Do-Si-Do with Autism led to the development of the Taylor the Turtle Fun Pack CD as an interactive component, and then the Autism Friendship Kit, a CD/DVD/MP3 resource first published in 2014 to support children with and without autism in the development of meaningful relationships.

In 2015, Stup published the novel Paul and His Beast, for middle school-aged children, where Stup refers to autism as Paul's beast. Kirkus Reviews writes, "Stup, who has autism and types to speak, presents an understandable child's-eye view of the condition, poignantly capturing both Paul's need and hate for the Beast. Her characterization is three-dimensional; for example, Paul's autism doesn't make him saintly, and popular kids aren't always jerks." The novel also includes "a readers' guide, suggestions for activities, and tips for welcoming people with disabilities".

As of 2023, Stup is working on her latest book, tentatively titled My Autism, My Journal.

==Advocacy==

Those with developmental disabilities and other differences are real people inside bodies that work differently. We are worth knowing.
— - Sarah Stup

In 2004, Stup participated in the self-advocacy group Working Together and The Arc of Frederick County Legislative Committee's letter-writing campaign.
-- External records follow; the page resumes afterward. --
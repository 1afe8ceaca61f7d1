//! High-level query dispatch.
//!
//! A [`Do`] session owns a model, its graph, the evaluator cache and the
//! graph-query cache. Observational queries go straight to the evaluator;
//! interventional queries are first rewritten into a do-free symbolic
//! expression — by the backdoor adjustment when a single-variable
//! intervention has a usable deconfounding set, by the rule search
//! otherwise — and then evaluated numerically.

use std::collections::{BTreeSet, HashMap};

use rand::rngs::StdRng;
use rand::{Rng, SeedableRng};
use tracing::debug;

use causal_graph::{backdoor_paths, deconfounding_sets, Dag};
use causal_model::{Assertion, Model};

use crate::context::{Context, DeconfoundingPolicy};
use crate::error::EngineError;
use crate::evaluate::{query_key, Evaluator};
use crate::expr::{Expr, Term};
use crate::rules::RuleEnv;
use crate::search::eliminate_interventions;

type PathKey = (Vec<String>, Vec<String>, Vec<String>);

/// A query session over one immutable model.
pub struct Do {
    model: Model,
    dag: Dag,
    ctx: Context,
    rng: StdRng,
    eval_cache: HashMap<String, f64>,
    path_cache: HashMap<PathKey, Vec<Vec<String>>>,
}

impl Do {
    pub fn new(model: Model) -> Self {
        Self::with_context(model, Context::default())
    }

    pub fn with_context(model: Model, ctx: Context) -> Self {
        let dag = Dag::from_model(&model);
        let rng = StdRng::seed_from_u64(ctx.seed);
        Self {
            model,
            dag,
            ctx,
            rng,
            eval_cache: HashMap::new(),
            path_cache: HashMap::new(),
        }
    }

    pub fn model(&self) -> &Model {
        &self.model
    }

    /// P(head | body), body defaulting to the empty set.
    pub fn p(&mut self, head: &[Assertion], body: &[Assertion]) -> Result<f64, EngineError> {
        self.query(head, body).map(|(_, value)| value)
    }

    /// The symbolic expression answering the query, and its numeric value.
    ///
    /// For a purely observational query the expression is the query itself.
    pub fn query(
        &mut self,
        head: &[Assertion],
        body: &[Assertion],
    ) -> Result<(Expr, f64), EngineError> {
        self.validate(head, body)?;
        debug!(query = %query_key(head, body), "dispatching");

        let terms = |assertions: &[Assertion]| -> Vec<Term> {
            assertions.iter().map(Term::from_assertion).collect()
        };

        if !body.iter().any(Assertion::is_intervention) {
            let value = {
                let mut evaluator =
                    Evaluator::new(&self.model, &self.dag, &mut self.eval_cache, &self.ctx);
                evaluator.probability(head, body)?
            };
            return Ok((Expr::prob(terms(head), terms(body)), value));
        }

        let expressions = self.identify(head, body)?;
        let mut remaining = expressions.into_iter();
        let chosen = remaining.next().ok_or_else(|| EngineError::Indeterminable {
            query: query_key(head, body),
        })?;

        let value = self.evaluate(&chosen)?;
        for alternate in remaining {
            let other = self.evaluate(&alternate)?;
            if (other - value).abs() > self.ctx.consistency_tolerance {
                return Err(EngineError::InconsistentDeconfounding {
                    first: value,
                    second: other,
                });
            }
        }
        Ok((chosen, value))
    }

    /// Unblocked backdoor paths between two variable sets, memoized for the
    /// session's lifetime.
    pub fn backdoor_paths(
        &mut self,
        src: &BTreeSet<String>,
        dst: &BTreeSet<String>,
        blockers: &BTreeSet<String>,
    ) -> Result<Vec<Vec<String>>, EngineError> {
        let key: PathKey = (
            src.iter().cloned().collect(),
            dst.iter().cloned().collect(),
            blockers.iter().cloned().collect(),
        );
        if let Some(paths) = self.path_cache.get(&key) {
            return Ok(paths.clone());
        }
        let paths = backdoor_paths(&self.dag, src, dst, blockers)?;
        self.path_cache.insert(key, paths.clone());
        Ok(paths)
    }

    /// Deconfounding sets for (src, dst), honoring the `minimal_sets`
    /// configuration and excluding latent variables.
    pub fn deconfounding_sets(
        &self,
        src: &BTreeSet<String>,
        dst: &BTreeSet<String>,
    ) -> Result<Vec<BTreeSet<String>>, EngineError> {
        Ok(deconfounding_sets(
            &self.dag,
            src,
            dst,
            self.model.latents(),
            self.ctx.minimal_sets,
        )?)
    }

    /// The joint distribution over every non-latent variable, one row per
    /// outcome assignment in lexicographic order.
    pub fn joint_distribution_table(
        &mut self,
    ) -> Result<Vec<(Vec<Assertion>, f64)>, EngineError> {
        let observables: Vec<&str> = self
            .model
            .variables()
            .filter(|v| !self.model.is_latent(v))
            .collect();
        let lists: Vec<(&str, &[String])> = observables
            .iter()
            .map(|name| {
                let outcomes = self
                    .model
                    .outcomes(name)
                    .expect("variable names come from the model");
                (*name, outcomes)
            })
            .collect();

        let mut table = Vec::new();
        for assignment in crate::util::joint_assignments(&lists) {
            let assertions: Vec<Assertion> = assignment
                .iter()
                .map(|(variable, outcome)| Assertion::observed(*variable, *outcome))
                .collect();
            let value = {
                let mut evaluator =
                    Evaluator::new(&self.model, &self.dag, &mut self.eval_cache, &self.ctx);
                evaluator.probability(&assertions, &[])?
            };
            table.push((assertions, value));
        }
        Ok(table)
    }

    pub fn topological_order(&self) -> &[String] {
        self.model.topological_order()
    }

    fn validate(&self, head: &[Assertion], body: &[Assertion]) -> Result<(), EngineError> {
        let shape = |reason: String| EngineError::QueryShape { reason };

        let mut seen = BTreeSet::new();
        let tagged = head
            .iter()
            .map(|a| (a, true))
            .chain(body.iter().map(|a| (a, false)));
        for (assertion, in_head) in tagged {
            let variable = self
                .model
                .variable(&assertion.variable)
                .ok_or_else(|| shape(format!("unknown variable '{}'", assertion.variable)))?;
            if !variable.outcomes().contains(&assertion.outcome) {
                return Err(shape(format!(
                    "'{}' is not an outcome of '{}'",
                    assertion.outcome, assertion.variable
                )));
            }
            if in_head && assertion.is_intervention() {
                return Err(shape(format!(
                    "interventions belong in the body, found {}",
                    assertion
                )));
            }
            if !seen.insert(assertion.variable.as_str()) {
                return Err(shape(format!(
                    "variable '{}' asserted more than once",
                    assertion.variable
                )));
            }
        }
        Ok(())
    }

    /// Rewrite an interventional query into one or more do-free symbolic
    /// expressions: one per deconfounding set under the `all` policy, a
    /// single expression otherwise.
    fn identify(
        &mut self,
        head: &[Assertion],
        body: &[Assertion],
    ) -> Result<Vec<Expr>, EngineError> {
        let interventions: Vec<&Assertion> =
            body.iter().filter(|a| a.is_intervention()).collect();
        let observations: Vec<&Assertion> =
            body.iter().filter(|a| !a.is_intervention()).collect();

        // Backdoor shortcut: a single intervened variable with a usable
        // deconfounding set avoids the rule search entirely.
        if let [x] = interventions.as_slice() {
            let src = BTreeSet::from([x.variable.clone()]);
            let dst: BTreeSet<String> = head.iter().map(|a| a.variable.clone()).collect();
            let query_vars: BTreeSet<String> = head
                .iter()
                .chain(body.iter())
                .map(|a| a.variable.clone())
                .collect();

            let usable: Vec<BTreeSet<String>> = self
                .deconfounding_sets(&src, &dst)?
                .into_iter()
                .filter(|set| set.iter().all(|v| !query_vars.contains(v)))
                .collect();

            if !usable.is_empty() {
                debug!(sets = usable.len(), "backdoor shortcut applies");
                let selected: Vec<BTreeSet<String>> = match self.ctx.policy {
                    DeconfoundingPolicy::All => usable,
                    DeconfoundingPolicy::Random => {
                        let index = self.rng.gen_range(0..usable.len());
                        vec![usable[index].clone()]
                    }
                    DeconfoundingPolicy::Ask => {
                        let index = match self.ctx.chooser.as_mut() {
                            Some(chooser) => chooser.choose(&usable).min(usable.len() - 1),
                            None => 0,
                        };
                        vec![usable[index].clone()]
                    }
                };

                let mut env = RuleEnv::new(&self.model, &self.dag);
                return Ok(selected
                    .iter()
                    .map(|z| adjustment_expression(head, x, &observations, z, &mut env))
                    .collect());
            }
        }

        let initial = Expr::prob(
            head.iter().map(Term::from_assertion).collect(),
            body.iter().map(Term::from_assertion).collect(),
        );
        debug!(query = %initial, "no backdoor shortcut, searching rewrites");
        let expr = eliminate_interventions(&initial, &self.model, &self.dag, &self.ctx)?;
        Ok(vec![expr])
    }

    fn evaluate(&mut self, expr: &Expr) -> Result<f64, EngineError> {
        let mut evaluator =
            Evaluator::new(&self.model, &self.dag, &mut self.eval_cache, &self.ctx);
        evaluate_expr(expr, &mut evaluator)
    }
}

/// The backdoor adjustment for deconfounding set Z:
/// Σ_z P(head | X, W, Z=z) · P(Z=z | W), with the intervention read as an
/// observation inside the adjusted term.
fn adjustment_expression(
    head: &[Assertion],
    x: &Assertion,
    observations: &[&Assertion],
    z: &BTreeSet<String>,
    env: &mut RuleEnv,
) -> Expr {
    let head_terms: Vec<Term> = head.iter().map(Term::from_assertion).collect();
    let w_terms: Vec<Term> = observations
        .iter()
        .map(|a| Term::from_assertion(a))
        .collect();

    let bound: Vec<(String, String)> = z
        .iter()
        .map(|variable| (variable.clone(), env.fresh_placeholder(variable)))
        .collect();
    let z_terms: Vec<Term> = bound
        .iter()
        .map(|(variable, placeholder)| Term::bound(variable, placeholder))
        .collect();

    let mut adjusted_body = vec![Term::observed(&x.variable, &x.outcome)];
    adjusted_body.extend(w_terms.iter().cloned());
    adjusted_body.extend(z_terms.iter().cloned());

    let mut expr = if z_terms.is_empty() {
        Expr::prob(head_terms, adjusted_body)
    } else {
        Expr::Product(vec![
            Expr::prob(head_terms, adjusted_body),
            Expr::prob(z_terms, w_terms),
        ])
    };
    for (variable, placeholder) in bound.into_iter().rev() {
        expr = Expr::sum(variable, placeholder, expr);
    }
    expr
}

/// Numeric evaluation of a do-free symbolic expression: products multiply,
/// sums enumerate the outcomes of their source variable, `Prob` leaves go
/// to the evaluator.
pub fn evaluate_expr(expr: &Expr, evaluator: &mut Evaluator) -> Result<f64, EngineError> {
    match expr {
        Expr::Literal(value) => Ok(*value),
        Expr::Product(factors) => {
            let mut product = 1.0;
            for factor in factors {
                product *= evaluate_expr(factor, evaluator)?;
            }
            Ok(product)
        }
        Expr::Sum {
            variable,
            bound,
            inner,
        } => {
            let outcomes = evaluator
                .model()
                .outcomes(variable)
                .ok_or_else(|| EngineError::QueryShape {
                    reason: format!("unknown variable '{}'", variable),
                })?
                .to_vec();
            let mut total = 0.0;
            for outcome in &outcomes {
                total += evaluate_expr(&inner.substitute(bound, outcome), evaluator)?;
            }
            Ok(total)
        }
        Expr::Prob { head, body } => {
            let concrete = |terms: &[Term]| -> Result<Vec<Assertion>, EngineError> {
                terms
                    .iter()
                    .map(|t| {
                        t.to_assertion().ok_or_else(|| EngineError::Indeterminable {
                            query: format!("unbound placeholder in {}", t),
                        })
                    })
                    .collect()
            };
            evaluator.probability(&concrete(head)?, &concrete(body)?)
        }
    }
}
The campaign aimed to educate lawmakers on legislative decisions that would impact the lives of people with developmental disabilities and their families. Stup traveled to Maryland's State Capital in Annapolis to give testimony opposing a bill that promoted the use of institutional respite care and services for people with medical needs, rather than providing services in their own communities. Stup presented written testimony in opposition.

As part of her advocacy, Stup also worked with the Arc to develop Hope's Ingredients, a training curriculum designed to support students with developmental disabilities who are transitioning from school into careers.

==Selected works==
- Do-si-Do with Autism (2006)
- Are Your Eyes Listening? Collected Works (2007)
- Heart and Spirit: Words to comfort, share and inspire (2008)
- Nest Feathers: A celebration of family, home and memories shared (2009)
- Do-si-Do with Autism Friendship Kit (2014)
- Paul and His Beast (2015)

== Awards and honors ==
In 2004, Stup received both the Self Advocate of the Year award from The Arc of Maryland and the Frances and Lease Bussard Award for Self-Advocacy. In 2022, the governor of Maryland honored Stup with an Award for Outstanding Accomplishments in Disability Culture.